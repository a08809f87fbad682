//! Action sheet widget
//!
//! A bottom-anchored list of actions presented over a dimmed backdrop.
//! Picking a row or tapping the backdrop animates the sheet away; a picked
//! row's handler runs only after the sheet has left the surface.

pub mod action;
pub mod animation;
pub mod backdrop;
pub mod controller;
pub mod list;
pub mod row;
pub mod surface;

pub use action::{Action, Handler, Icon};
pub use backdrop::Backdrop;
pub use controller::{SheetController, SheetState};
pub use list::{ActionList, ContentSize, ContentSizeChanged};
pub use row::{ActionRow, LineMode};
pub use surface::{
    ModalStack, OverlayLayer, OverlaySurface, PresentationHost, SharedHost, SharedSurface,
    Surface, TransitionStyle,
};

use crossterm::event::{KeyEvent, MouseEvent};
use ratatui::buffer::Buffer;
use std::time::Instant;

/// Trait for overlays drawn above the host screen
pub trait Overlay {
    /// Draw onto the host's buffer, after the host screen itself
    fn render(&mut self, buf: &mut Buffer);

    /// Handle key events
    fn handle_key_event(&mut self, key: KeyEvent, now: Instant) -> SheetResponse;

    /// Handle mouse events
    fn handle_mouse_event(&mut self, mouse: MouseEvent, now: Instant) -> SheetResponse;

    /// Advance running animations and fire their completions
    fn tick(&mut self, now: Instant);

    /// Re-measure against the current surface bounds
    fn layout(&mut self);

    /// Whether the overlay still occupies the surface
    fn is_open(&self) -> bool;
}

/// Result of feeding input to an overlay
#[derive(Debug, Clone, Copy, PartialEq, Eq)]
pub enum SheetResponse {
    /// Input not consumed
    None,
    /// Consumed without changing the outcome (cursor, scroll)
    Handled,
    /// Row picked; its handler runs once the sheet is gone
    Selected(usize),
    /// Dismissal without a pick
    Dismissed,
}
____________
Return only the part of the records above that opens with the line containing "fn render(&mut self, buf: &mut Buffer);" and closes with the line containing "fn layout(&mut self);", ends included.

# ANSWER TO THIS PROBLEM
    fn render(&mut self, buf: &mut Buffer);

    /// Handle key events
    fn handle_key_event(&mut self, key: KeyEvent, now: Instant) -> SheetResponse;

    /// Handle mouse events
    fn handle_mouse_event(&mut self, mouse: MouseEvent, now: Instant) -> SheetResponse;

    /// Advance running animations and fire their completions
    fn tick(&mut self, now: Instant);

    /// Re-measure against the current surface bounds
    fn layout(&mut self);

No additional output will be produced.